Review: ‘The Whitney Album’ Looks to Theater to Remake a Painful Past

Playwright and actor Gillian Walker takes Whitney Houston as a lesson in the engrossing, ritualistic new show The Whitney Album, which recently opened on Soho Rep. destructive and rooted in colonial conquest.

Unlike the uptown pop-diva style musicals, “The Whitney Album” is a classic soundtrack with percussive body movements, a cappella solos, and eventually group sing-alongs. Avoid hit catalogs. Directed by Jenny Koons, a nearly white stage (designed by Wong Peiyi) with a shining brass singing bowl in the center unfolds as a kind of happening, unrelated to conventional stories. The show assumes a style of what Walker calls “atmosphere.”

After a warm welcome, the playwright lectures on the power of theater to remake history (“Archives are shadowy silences,” she says). Densely packed with scholarly syntax and punctuated by basic rituals (such as pouring water or sand from one vessel into another), The Whitney Album brings intellectual theory and ritual to the point of abstraction. We are merging up to (Walker says she studied to become an Indigenous African priest after being handed over her honorary professorship.)
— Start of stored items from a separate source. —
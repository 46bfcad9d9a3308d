//! RDFS (RDF Schema) reasoning
//!
//! Forward-chaining RDFS entailment used by the validation pipeline before
//! shapes are evaluated. Rules are applied in rounds until no round adds a
//! triple.

use super::store::TripleStore;
use super::types::{RdfObject, RdfPredicate, RdfSubject, Triple};
use super::vocab::{self, rdf, rdfs};
use thiserror::Error;
use tracing::debug;

/// Reasoning errors
#[derive(Error, Debug)]
pub enum ReasoningError {
    /// Fixpoint not reached within the configured number of rounds
    #[error("Inference did not converge after {0} iterations")]
    IterationLimit(usize),
}

pub type ReasoningResult<T> = Result<T, ReasoningError>;

/// RDFS inference rule
#[derive(Debug, Clone, Copy, PartialEq, Eq)]
pub enum InferenceRule {
    /// rdfs:subClassOf transitivity
    SubClassOfTransitive,

    /// rdfs:subPropertyOf transitivity
    SubPropertyOfTransitive,

    /// (P subPropertyOf Q) ∧ (X P Y) → (X Q Y)
    PropertyInheritance,

    /// rdfs:domain inference
    DomainInference,

    /// rdfs:range inference
    RangeInference,

    /// rdf:type inheritance via rdfs:subClassOf
    TypeInheritance,
}

const DEFAULT_MAX_ITERATIONS: usize = 64;

/// RDFS reasoner with forward chaining
pub struct RdfsReasoner {
    /// Enable specific rules
    enabled_rules: Vec<InferenceRule>,
    max_iterations: usize,
}

impl RdfsReasoner {
    /// Create a new reasoner with all rules enabled
    pub fn new() -> Self {
        Self::with_rules(vec![
            InferenceRule::SubClassOfTransitive,
            InferenceRule::SubPropertyOfTransitive,
            InferenceRule::PropertyInheritance,
            InferenceRule::DomainInference,
            InferenceRule::RangeInference,
            InferenceRule::TypeInheritance,
        ])
    }

    /// Create a reasoner with specific rules
    pub fn with_rules(rules: Vec<InferenceRule>) -> Self {
        Self {
            enabled_rules: rules,
            max_iterations: DEFAULT_MAX_ITERATIONS,
        }
    }

    pub fn with_max_iterations(mut self, max_iterations: usize) -> Self {
        self.max_iterations = max_iterations;
        self
    }

    /// Compute the inferred triples without touching the input store
    pub fn materialize(&self, store: &TripleStore) -> ReasoningResult<Vec<Triple>> {
        let mut working = store.clone();
        let before = working.len();
        self.reason(&mut working)?;
        Ok(working.iter().skip(before).cloned().collect())
    }

    /// Apply reasoning and add inferred triples to the store
    ///
    /// Returns the number of triples added.
    pub fn reason(&self, store: &mut TripleStore) -> ReasoningResult<usize> {
        let mut total = 0;
        for round in 0..self.max_iterations {
            let candidates: Vec<Triple> = self
                .enabled_rules
                .iter()
                .flat_map(|rule| apply_rule(*rule, store))
                .collect();
            let added = store.extend(candidates);
            debug!("RDFS round {}: {} new triples", round, added);
            if added == 0 {
                return Ok(total);
            }
            total += added;
        }
        Err(ReasoningError::IterationLimit(self.max_iterations))
    }
}

impl Default for RdfsReasoner {
    fn default() -> Self {
        Self::new()
    }
}

fn apply_rule(rule: InferenceRule, store: &TripleStore) -> Vec<Triple> {
    let rdf_type = vocab::predicate(rdf::TYPE);
    match rule {
        InferenceRule::SubClassOfTransitive => {
            transitive(store, &vocab::predicate(rdfs::SUB_CLASS_OF))
        }
        InferenceRule::SubPropertyOfTransitive => {
            transitive(store, &vocab::predicate(rdfs::SUB_PROPERTY_OF))
        }
        InferenceRule::PropertyInheritance => store
            .with_predicate(&vocab::predicate(rdfs::SUB_PROPERTY_OF))
            .into_iter()
            .filter_map(|decl| {
                let sub = subject_as_predicate(decl)?;
                let sup = RdfPredicate::from(decl.object.as_named_node()?.clone());
                Some((sub, sup))
            })
            .flat_map(|(sub, sup)| {
                store
                    .with_predicate(&sub)
                    .into_iter()
                    .map(|t| Triple::new(t.subject.clone(), sup.clone(), t.object.clone()))
                    .collect::<Vec<_>>()
            })
            .collect(),
        InferenceRule::DomainInference => store
            .with_predicate(&vocab::predicate(rdfs::DOMAIN))
            .into_iter()
            .filter_map(|decl| Some((subject_as_predicate(decl)?, decl.object.clone())))
            .flat_map(|(prop, class)| {
                store
                    .with_predicate(&prop)
                    .into_iter()
                    .map(|t| Triple::new(t.subject.clone(), rdf_type.clone(), class.clone()))
                    .collect::<Vec<_>>()
            })
            .collect(),
        InferenceRule::RangeInference => store
            .with_predicate(&vocab::predicate(rdfs::RANGE))
            .into_iter()
            .filter_map(|decl| Some((subject_as_predicate(decl)?, decl.object.clone())))
            .flat_map(|(prop, class)| {
                store
                    .with_predicate(&prop)
                    .into_iter()
                    .filter_map(|t| t.object.to_subject())
                    .map(|s| Triple::new(s, rdf_type.clone(), class.clone()))
                    .collect::<Vec<_>>()
            })
            .collect(),
        InferenceRule::TypeInheritance => {
            let sub_class_of = vocab::predicate(rdfs::SUB_CLASS_OF);
            store
                .with_predicate(&rdf_type)
                .into_iter()
                .flat_map(|t| {
                    let supers: Vec<RdfObject> = t
                        .object
                        .to_subject()
                        .map(|class| store.objects(&class, &sub_class_of).cloned().collect())
                        .unwrap_or_default();
                    supers
                        .into_iter()
                        .map(|sup| Triple::new(t.subject.clone(), rdf_type.clone(), sup))
                        .collect::<Vec<_>>()
                })
                .collect()
        }
    }
}

/// (A p B) ∧ (B p C) → (A p C)
fn transitive(store: &TripleStore, predicate: &RdfPredicate) -> Vec<Triple> {
    store
        .with_predicate(predicate)
        .into_iter()
        .flat_map(|first| {
            first
                .object
                .to_subject()
                .map(|middle| {
                    store
                        .objects(&middle, predicate)
                        .map(|end| Triple::new(first.subject.clone(), predicate.clone(), end.clone()))
                        .collect::<Vec<_>>()
                })
                .unwrap_or_default()
        })
        .collect()
}

fn subject_as_predicate(decl: &Triple) -> Option<RdfPredicate> {
    match &decl.subject {
        RdfSubject::NamedNode(n) => Some(RdfPredicate::from(n.clone())),
        RdfSubject::BlankNode(_) => None,
    }
}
Actor Stephanie Weeks also joins Walker onstage, and the two exchange roles in celebrity stressful scenes with Houston playing the women closest to her, her mother and longtime best friend. (Ben Jarosa-Williams, the sound designer who runs the stageboard, briefly plays the role of an impatient white interviewer.) Comparing it to a salt water grave, we trace the trajectory of consumption and consumption. The disposition of black women for three centuries. This is a powerful argument, both persuasive and oversimplified. (The Whitney Album does not take into account today’s black female pop stars, such as Beyoncé, who have high levels of control over labor and publicity.)

The shuffle of the show’s format (including direct speech, reenactments, live and recorded vocals) can feel like a particularly soulful, high-concept record that’s more evocative than linear. . However, many of the accumulated ideas are expressed in esoteric words, which are not easy to analyze during the 90-minute performance, and ultimately do not come together as a whole full of inspiration and insight. is not.

Walker’s passion and intellect seem to place her in the ranks of artists and scholars she calls by her first names, including Saidhya, Rollin, and Bell. But how can Walker avoid participating in the cycle of consumption she seeks to criticize, a question she has proven has no easy answer.

whitney album
Until July 2nd at the Soho Rep in Manhattan. sohorep.org. Running time: 1 hour 30 minutes.